Inicié la universidad con mucho miedo y un peso razonable. Mi familia había vivido como un acontecimiento el que yo ingresara en ella, y a su manera discreta, me habían hecho saber lo mucho que se esperaba de mí y la satisfacción que les causaba. Entre mi madre y yo nos habíamos provisto de un nuevo guardarropa para mí, quizás demasiado formal, pero elegante, y con vistas a que yo engordara o perdiera peso. Mi armario estaba aún lleno de ropa de mi etapa delgada, y las prendas colgaban de las perchas, como ahorcados desvalidos, esperando a que yo regresara a mi peso ideal. Parte lo ocupaba mi ropa de gorda, la de la etapa posterior, ropa que yo odiaba y que había jurado no emplear de nuevo. El resto lo completaban las prendas nuevas.
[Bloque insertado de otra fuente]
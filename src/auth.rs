use std::time::{Duration, SystemTime, UNIX_EPOCH};

use argon2::{
    Argon2,
    password_hash::{PasswordHash, PasswordHasher, PasswordVerifier, SaltString, rand_core::OsRng},
};
use axum::{
    extract::{FromRef, FromRequestParts},
    http::{HeaderMap, header, request::Parts},
};
use axum_extra::extract::CookieJar;
use jsonwebtoken::{DecodingKey, EncodingKey, Header, Validation, decode, encode};
use serde::{Deserialize, Serialize};
use thiserror::Error;

use crate::{config::AppConfig, error::ApiError};

/// Name of the cookie holding the session token.
pub const SESSION_COOKIE: &str = "token";

/// Lifetime of a freshly issued session token.
pub const TOKEN_LIFETIME: Duration = Duration::from_secs(60 * 60);

/// Claims
///
/// Payload of a session token. Tokens are stateless: nothing about them is stored
/// server-side, so expiry is the only way a token stops working.
#[derive(Debug, Clone, Serialize, Deserialize, PartialEq)]
pub struct Claims {
    /// Subject (sub): the login identifier of the user, e.g. `"admin"`.
    pub sub: String,
    /// Issued At (iat), seconds since the Unix epoch.
    pub iat: usize,
    /// Expiration Time (exp), seconds since the Unix epoch.
    pub exp: usize,
}

#[derive(Debug, Error)]
pub enum TokenError {
    #[error("failed to sign token: {0}")]
    Signing(#[source] jsonwebtoken::errors::Error),
    /// Bad signature, expired, or not a JWT at all. Callers don't distinguish.
    #[error("token rejected: {0}")]
    Rejected(#[source] jsonwebtoken::errors::Error),
}

/// Mints a signed token for `subject`, valid for [`TOKEN_LIFETIME`].
pub fn issue_token(secret: &str, subject: &str) -> Result<String, TokenError> {
    let now = unix_now();
    let claims = Claims {
        sub: subject.to_string(),
        iat: now,
        exp: now + TOKEN_LIFETIME.as_secs() as usize,
    };

    encode(
        &Header::default(),
        &claims,
        &EncodingKey::from_secret(secret.as_bytes()),
    )
    .map_err(TokenError::Signing)
}

/// Checks signature and expiry of `token`, returning its claims.
pub fn verify_token(secret: &str, token: &str) -> Result<Claims, TokenError> {
    let mut validation = Validation::default();
    validation.validate_exp = true;

    decode::<Claims>(
        token,
        &DecodingKey::from_secret(secret.as_bytes()),
        &validation,
    )
    .map(|data| data.claims)
    .map_err(TokenError::Rejected)
}

fn unix_now() -> usize {
    SystemTime::now()
        .duration_since(UNIX_EPOCH)
        .map(|elapsed| elapsed.as_secs() as usize)
        .unwrap_or_default()
}

// --- Credential Carriers ---

/// Token from an `Authorization: Bearer <token>` header. The scheme is matched
/// case-insensitively.
pub fn bearer_token(headers: &HeaderMap) -> Option<String> {
    headers
        .get(header::AUTHORIZATION)
        .and_then(|value| value.to_str().ok())
        .and_then(|value| value.trim().split_once(' '))
        .filter(|(scheme, _)| scheme.eq_ignore_ascii_case("Bearer"))
        .map(|(_, token)| token.trim())
        .filter(|token| !token.is_empty())
        .map(str::to_string)
}

/// Token from the session cookie.
pub fn cookie_token(headers: &HeaderMap) -> Option<String> {
    CookieJar::from_headers(headers)
        .get(SESSION_COOKIE)
        .map(|cookie| cookie.value().trim().to_string())
        .filter(|token| !token.is_empty())
}

// --- AuthUser Extractor ---

/// AuthUser
///
/// Identity of a request that passed the access gate. The gate stores it in the
/// request extensions; handlers take it as an argument to learn who is acting.
#[derive(Debug, Clone, PartialEq)]
pub struct AuthUser {
    pub user_id: String,
}

impl From<Claims> for AuthUser {
    fn from(claims: Claims) -> Self {
        Self { user_id: claims.sub }
    }
}

/// Reuses the identity resolved by the gate. When a handler is mounted outside the
/// gate, the token is verified here instead (bearer header first, then cookie).
impl<S> FromRequestParts<S> for AuthUser
where
    S: Send + Sync,
    AppConfig: FromRef<S>,
{
    type Rejection = ApiError;

    async fn from_request_parts(parts: &mut Parts, state: &S) -> Result<Self, Self::Rejection> {
        if let Some(user) = parts.extensions.get::<AuthUser>() {
            return Ok(user.clone());
        }

        let config = AppConfig::from_ref(state);
        let token = bearer_token(&parts.headers)
            .or_else(|| cookie_token(&parts.headers))
            .ok_or(ApiError::MissingToken)?;

        verify_token(&config.jwt_secret, &token)
            .map(AuthUser::from)
            .map_err(|e| {
                tracing::debug!("token rejected by extractor: {e}");
                ApiError::InvalidToken
            })
    }
}

// --- Passwords (Argon2id) ---

/// Hashes a password into a PHC string for storage.
pub fn hash_password(password: &str) -> Result<String, argon2::password_hash::Error> {
    let salt = SaltString::generate(&mut OsRng);
    Ok(Argon2::default()
        .hash_password(password.as_bytes(), &salt)?
        .to_string())
}

/// A malformed stored hash counts as a mismatch.
pub fn verify_password(password: &str, stored_hash: &str) -> bool {
    match PasswordHash::new(stored_hash) {
        Ok(parsed) => Argon2::default()
            .verify_password(password.as_bytes(), &parsed)
            .is_ok(),
        Err(e) => {
            tracing::error!("stored password hash is malformed: {e}");
            false
        }
    }
}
Como ya he dicho, nunca volví a engordar por encima de los cincuenta y ocho kilos. Me daba pavor pensar en ello. Tenía el convencimiento de que si volvía a superar ese peso, no podría parar, lo daría todo por perdido, y me convertiría en una obesa sin remedio. Como cuando comía y no podía cesar, como si una vez que fallara o que sobrepasara lo establecido tendría que continuar hasta reventar. Ese miedo era el mayor que me asaltaba en los ratos sueltos, peor que suspender todas las asignaturas, peor que perder a mis padres, peor que morirme; sólo había algo peor, y eso era sufrir un accidente y quedar inválida o deforme.